The first day in the hospital passed in pieces that didn't fit together.
Rafi floated in and out of rooms with white walls and metal rails, drifting between voices that clashed like distant thunder. One nurse said they were heroes. One doctor said they were lucky. A social worker called him sweetheart and patted his shoulder so gently he wanted to shove her hand off and roar like the forest had taught him to do.
He didn't roar. He just sat there, legs swinging off a high exam table, fingers tracing the pattern of scabs on his knees.
Outside his curtained cubicle, grown-ups traded theories in tight, nervous knots: a bear attack; some cult rumor from an old map; a tragedy nobody could have foreseen. Always tragedy. Never horror.
Between each polite lie, the children stared at each other across open doorways, the braid girl's braid trailing over the back of a plastic chair, the smallest boy clutching a juice box so hard it buckled in his palm. No one slept without jolting awake screaming. No one ate more than a few spoonfuls at a time.

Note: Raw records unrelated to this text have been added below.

//! Eigenstructure of sector subdivision matrices.
//!
//! The limit point of a standard sector is the dot product of its ring with
//! the left eigenvector of the subdivision matrix for eigenvalue 1. Tangents
//! come from left eigenvectors of the subdominant eigenvalue. Both depend only
//! on the [`SectorType`], so they are computed once and shared through a
//! process-wide table.

use std::collections::HashMap;
use std::f64::consts::{PI, TAU};
use std::sync::{Arc, OnceLock, PoisonError, RwLock};

use glam::DVec3;
use nalgebra::linalg::Schur;
use nalgebra::{DMatrix, DVector};
use tracing::{debug, warn};

use super::ring::{PointRing, subdivision_matrix};
use crate::sector::SectorType;
use crate::types::{SubdError, VertexTag};

/// Eigenvalues closer than this are treated as one
const EIGENVALUE_CLUSTER: f64 = 1.0e-6;

const SCHUR_MAX_ITERATIONS: usize = 10_000;

/// Masks that turn a point ring into limit values
#[derive(Debug, Clone, PartialEq)]
pub struct SectorEigenstructure {
    sector_type: SectorType,
    subdominant: f64,
    limit_mask: Vec<f64>,
    tangent_masks: [Vec<f64>; 2],
    /// Second tangent mask used when the first two tangents are parallel.
    /// Present only when the subdominant eigenspace is one-dimensional.
    alternate_mask: Option<Vec<f64>>,
}

impl SectorEigenstructure {
    /// Build the subdivision matrix of `sector_type` and decompose it.
    ///
    /// `tolerance` is the relative singular-value threshold below which a
    /// direction counts as part of a null space.
    pub fn compute(sector_type: SectorType, tolerance: f64) -> Result<Self, SubdError> {
        if !sector_type.is_valid() {
            return Err(SubdError::Eigen(format!(
                "no subdivision matrix for {:?}",
                sector_type
            )));
        }
        let s = subdivision_matrix(sector_type);
        let r = s.nrows();
        let st = s.transpose();

        // ===== Limit mask: left eigenvector for eigenvalue 1 =====
        let unit = null_space(&shifted(&st, 1.0), tolerance);
        let limit_mask = match unit.as_slice() {
            [l] => normalized_to_unit_sum(l).ok_or_else(|| {
                SubdError::Eigen(format!("limit mask of {:?} sums to zero", sector_type))
            })?,
            other => {
                return Err(SubdError::Eigen(format!(
                    "eigenvalue 1 of {:?} has multiplicity {}",
                    sector_type,
                    other.len()
                )));
            }
        };

        // ===== Subdominant eigenvalue =====
        let spectrum = sorted_spectrum(&s, sector_type)?;
        let lambda = spectrum
            .first()
            .copied()
            .ok_or_else(|| SubdError::Eigen(format!("{:?} has no subdominant eigenvalue", sector_type)))?;
        if !(lambda > 0.0 && lambda < 1.0) {
            return Err(SubdError::Eigen(format!(
                "subdominant eigenvalue {} of {:?} is outside (0, 1)",
                lambda, sector_type
            )));
        }

        // ===== Tangent masks =====
        let subdominant_space = null_space(&shifted(&st, lambda), tolerance);
        let (tangent_masks, alternate_mask) = match subdominant_space.len() {
            0 => {
                return Err(SubdError::Eigen(format!(
                    "no eigenvector for λ = {} of {:?}",
                    lambda, sector_type
                )));
            }
            1 => {
                // One-dimensional subdominant space: pair it with the next
                // eigenvalue's eigenvector and keep its generalized vector
                let mu = spectrum
                    .iter()
                    .copied()
                    .find(|&m| (m - lambda).abs() > EIGENVALUE_CLUSTER)
                    .ok_or_else(|| {
                        SubdError::Eigen(format!("{:?} has no second eigenvalue", sector_type))
                    })?;
                let shifted_mu = shifted(&st, mu);
                let next = null_space(&shifted_mu, tolerance);
                let Some(second) = next.first() else {
                    return Err(SubdError::Eigen(format!(
                        "no eigenvector for μ = {} of {:?}",
                        mu, sector_type
                    )));
                };
                let generalized = shifted_mu
                    .svd(true, true)
                    .solve(second, tolerance)
                    .ok()
                    .and_then(|g| normalized(&g));
                debug!(
                    "{:?}: one-dimensional subdominant space, using μ = {}",
                    sector_type, mu
                );
                let degenerate =
                    || SubdError::Eigen(format!("zero tangent mask for {:?}", sector_type));
                (
                    [
                        normalized(&subdominant_space[0]).ok_or_else(degenerate)?,
                        normalized(second).ok_or_else(degenerate)?,
                    ],
                    generalized,
                )
            }
            _ => (probe_tangent_masks(sector_type, &subdominant_space, r), None),
        };

        debug!(
            "Computed eigenstructure of {:?}: λ = {:.12}, ring size {}",
            sector_type, lambda, r
        );
        Ok(Self {
            sector_type,
            subdominant: lambda,
            limit_mask: limit_mask.iter().copied().collect(),
            tangent_masks: tangent_masks.map(|m| m.iter().copied().collect()),
            alternate_mask: alternate_mask.map(|m| m.iter().copied().collect()),
        })
    }

    pub fn sector_type(&self) -> SectorType {
        self.sector_type
    }

    /// Largest eigenvalue below 1 in modulus
    pub fn subdominant(&self) -> f64 {
        self.subdominant
    }

    pub fn limit_mask(&self) -> &[f64] {
        &self.limit_mask
    }

    pub fn tangent_masks(&self) -> [&[f64]; 2] {
        [&self.tangent_masks[0], &self.tangent_masks[1]]
    }

    pub fn has_alternate(&self) -> bool {
        self.alternate_mask.is_some()
    }

    pub fn limit_point(&self, ring: &PointRing) -> DVec3 {
        ring.combine(&self.limit_mask)
    }

    pub fn tangents(&self, ring: &PointRing) -> [DVec3; 2] {
        [
            ring.combine(&self.tangent_masks[0]),
            ring.combine(&self.tangent_masks[1]),
        ]
    }

    /// Replacement for the second tangent, if this sector type has one
    pub fn alternate_tangent(&self, ring: &PointRing) -> Option<DVec3> {
        self.alternate_mask.as_ref().map(|m| ring.combine(m))
    }
}

// ============================================================================
// Shared table
// ============================================================================

type EigenTable = HashMap<(SectorType, u64), Arc<SectorEigenstructure>>;

fn table() -> &'static RwLock<EigenTable> {
    static TABLE: OnceLock<RwLock<EigenTable>> = OnceLock::new();
    TABLE.get_or_init(|| RwLock::new(HashMap::new()))
}

/// Eigenstructure of `sector_type`, computed on first use and shared by
/// every graph in the process.
pub fn eigenstructure(
    sector_type: SectorType,
    tolerance: f64,
) -> Result<Arc<SectorEigenstructure>, SubdError> {
    let key = (sector_type, tolerance.to_bits());
    {
        let table = table().read().unwrap_or_else(PoisonError::into_inner);
        if let Some(found) = table.get(&key) {
            return Ok(Arc::clone(found));
        }
    }

    let computed = match SectorEigenstructure::compute(sector_type, tolerance) {
        Ok(eigen) => Arc::new(eigen),
        Err(err) => {
            warn!("Eigenstructure of {:?} failed: {}", sector_type, err);
            return Err(err);
        }
    };
    let mut table = table().write().unwrap_or_else(PoisonError::into_inner);
    Ok(Arc::clone(table.entry(key).or_insert(computed)))
}

/// Number of sector types with a shared eigenstructure
pub fn cached_eigenstructure_count() -> usize {
    table()
        .read()
        .unwrap_or_else(PoisonError::into_inner)
        .len()
}

// ============================================================================
// Linear algebra helpers
// ============================================================================

/// `m - value·I`
fn shifted(m: &DMatrix<f64>, value: f64) -> DMatrix<f64> {
    let n = m.nrows();
    m - DMatrix::<f64>::identity(n, n) * value
}

/// Orthonormal basis of the null space of `m`
fn null_space(m: &DMatrix<f64>, tolerance: f64) -> Vec<DVector<f64>> {
    let svd = m.clone().svd(false, true);
    let Some(v_t) = svd.v_t.as_ref() else {
        return Vec::new();
    };
    let scale = svd.singular_values.max().max(1.0);
    svd.singular_values
        .iter()
        .enumerate()
        .filter(|&(_, &sigma)| sigma <= tolerance * scale)
        .map(|(i, _)| v_t.row(i).transpose())
        .collect()
}

/// Real parts of the eigenvalues other than 1, largest modulus first, with
/// clustered values averaged.
fn sorted_spectrum(s: &DMatrix<f64>, sector_type: SectorType) -> Result<Vec<f64>, SubdError> {
    let schur = Schur::try_new(s.clone(), f64::EPSILON, SCHUR_MAX_ITERATIONS).ok_or_else(|| {
        SubdError::Eigen(format!("Schur decomposition of {:?} did not converge", sector_type))
    })?;
    let mut values: Vec<(f64, f64, f64)> = schur
        .complex_eigenvalues()
        .iter()
        .map(|z| (z.norm(), z.re, z.im))
        .filter(|&(_, re, im)| !((re - 1.0).abs() < EIGENVALUE_CLUSTER && im.abs() < EIGENVALUE_CLUSTER))
        .collect();
    values.sort_by(|a, b| b.0.total_cmp(&a.0));

    let mut spectrum: Vec<f64> = Vec::new();
    let mut i = 0;
    while i < values.len() {
        let (modulus, re, im) = values[i];
        if im.abs() > EIGENVALUE_CLUSTER && spectrum.is_empty() {
            return Err(SubdError::Eigen(format!(
                "subdominant eigenvalue of {:?} is complex ({} + {}i)",
                sector_type, re, im
            )));
        }
        let cluster: Vec<f64> = values[i..]
            .iter()
            .take_while(|v| (v.0 - modulus).abs() < EIGENVALUE_CLUSTER)
            .map(|v| v.1)
            .collect();
        i += cluster.len();
        spectrum.push(cluster.iter().sum::<f64>() / cluster.len() as f64);
    }
    Ok(spectrum)
}

fn normalized_to_unit_sum(v: &DVector<f64>) -> Option<DVector<f64>> {
    let sum = v.sum();
    (sum.abs() > f64::EPSILON).then(|| v / sum)
}

fn normalized(v: &DVector<f64>) -> Option<DVector<f64>> {
    let norm = v.norm();
    (norm > f64::EPSILON).then(|| v / norm)
}

/// Pick two tangent masks from a subdominant eigenspace of dimension ≥ 2 by
/// projecting cosine and sine waves around the ring onto it.
fn probe_tangent_masks(
    sector_type: SectorType,
    space: &[DVector<f64>],
    r: usize,
) -> [DVector<f64>; 2] {
    let k = sector_type.face_count() as usize;
    let step = match sector_type.tag() {
        VertexTag::Smooth | VertexTag::Dart => TAU / k as f64,
        _ => PI / k as f64,
    };
    let wave = |phase: fn(f64) -> f64| {
        let mut probe = DVector::<f64>::zeros(r);
        for slot in 1..r {
            // Edge slots at whole steps, face slots halfway between
            let position = (slot - 1) as f64 / 2.0;
            probe[slot] = phase(position * step);
        }
        probe
    };
    let project = |probe: &DVector<f64>| {
        space
            .iter()
            .fold(DVector::<f64>::zeros(r), |acc, b| acc + b * b.dot(probe))
    };

    let first = project(&wave(f64::cos));
    let second = project(&wave(f64::sin));
    match (normalized(&first), normalized(&second)) {
        (Some(a), Some(b)) if a.dot(&b).abs() < 1.0 - 1.0e-6 => [a, b],
        _ => [space[0].clone(), space[1].clone()],
    }
}

#[cfg(test)]
mod tests {
    use approx::assert_abs_diff_eq;

    use super::*;

    fn smooth_subdominant(k: u32) -> f64 {
        let a = TAU / k as f64;
        let c = (0.5 * a).cos();
        (5.0 + a.cos() + c * (18.0 + 2.0 * a.cos()).sqrt()) / 16.0
    }

    #[test]
    fn test_regular_limit_mask() {
        let eigen = SectorEigenstructure::compute(SectorType::smooth(4), 1e-7).unwrap();
        let mask = eigen.limit_mask();
        assert_abs_diff_eq!(mask[0], 4.0 / 9.0, epsilon = 1e-12);
        for i in 0..4 {
            assert_abs_diff_eq!(mask[1 + 2 * i], 1.0 / 9.0, epsilon = 1e-12);
            assert_abs_diff_eq!(mask[2 + 2 * i], 1.0 / 36.0, epsilon = 1e-12);
        }
        assert_abs_diff_eq!(eigen.subdominant(), 0.5, epsilon = 1e-12);
    }

    #[test]
    fn test_smooth_subdominant_eigenvalues() {
        for k in 3..=12 {
            let eigen = SectorEigenstructure::compute(SectorType::smooth(k), 1e-7).unwrap();
            assert_abs_diff_eq!(eigen.subdominant(), smooth_subdominant(k), epsilon = 1e-10);
            assert!(!eigen.has_alternate());
        }
    }

    #[test]
    fn test_crease_limit_mask_is_curve_mask() {
        let eigen = SectorEigenstructure::compute(SectorType::crease(2), 1e-7).unwrap();
        let mask = eigen.limit_mask();
        // [c, E0, F0, E1, F1, E2]
        assert_abs_diff_eq!(mask[0], 2.0 / 3.0, epsilon = 1e-12);
        assert_abs_diff_eq!(mask[1], 1.0 / 6.0, epsilon = 1e-12);
        assert_abs_diff_eq!(mask[5], 1.0 / 6.0, epsilon = 1e-12);
        for i in [2, 3, 4] {
            assert_abs_diff_eq!(mask[i], 0.0, epsilon = 1e-12);
        }
    }

    #[test]
    fn test_corner_limit_is_center() {
        let eigen = SectorEigenstructure::compute(SectorType::corner(1, 18), 1e-7).unwrap();
        let mask = eigen.limit_mask();
        assert_abs_diff_eq!(mask[0], 1.0, epsilon = 1e-12);
        for &m in &mask[1..] {
            assert_abs_diff_eq!(m, 0.0, epsilon = 1e-12);
        }
    }

    #[test]
    fn test_single_face_crease_uses_alternate() {
        let eigen = SectorEigenstructure::compute(SectorType::crease(1), 1e-7).unwrap();
        assert_abs_diff_eq!(eigen.subdominant(), 0.5, epsilon = 1e-12);
        assert!(eigen.has_alternate());
    }

    #[test]
    fn test_tangent_masks_sum_to_zero() {
        for sector_type in [SectorType::smooth(5), SectorType::dart(3), SectorType::crease(3)] {
            let eigen = SectorEigenstructure::compute(sector_type, 1e-7).unwrap();
            for mask in eigen.tangent_masks() {
                assert_abs_diff_eq!(mask.iter().sum::<f64>(), 0.0, epsilon = 1e-10);
            }
        }
    }

    #[test]
    fn test_shared_table_reuses_entries() {
        let a = eigenstructure(SectorType::smooth(6), 1e-7).unwrap();
        let b = eigenstructure(SectorType::smooth(6), 1e-7).unwrap();
        assert!(Arc::ptr_eq(&a, &b));
        assert!(cached_eigenstructure_count() >= 1);
    }

    #[test]
    fn test_invalid_type_rejected() {
        assert!(SectorEigenstructure::compute(SectorType::smooth(2), 1e-7).is_err());
    }
}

When dusk came, and the fluorescent bulbs flicked on in buzzing rows, the hospital turned into a different sort of forest. Doors shut too quietly, and shadows bloomed behind carts and wheelchairs. In his room, Rafi lay with the blankets pulled to his chin, watching the ceiling tiles for cracks — not hairline splits in plaster, but cracks like splintered bark, ready to widen and let something crawl through.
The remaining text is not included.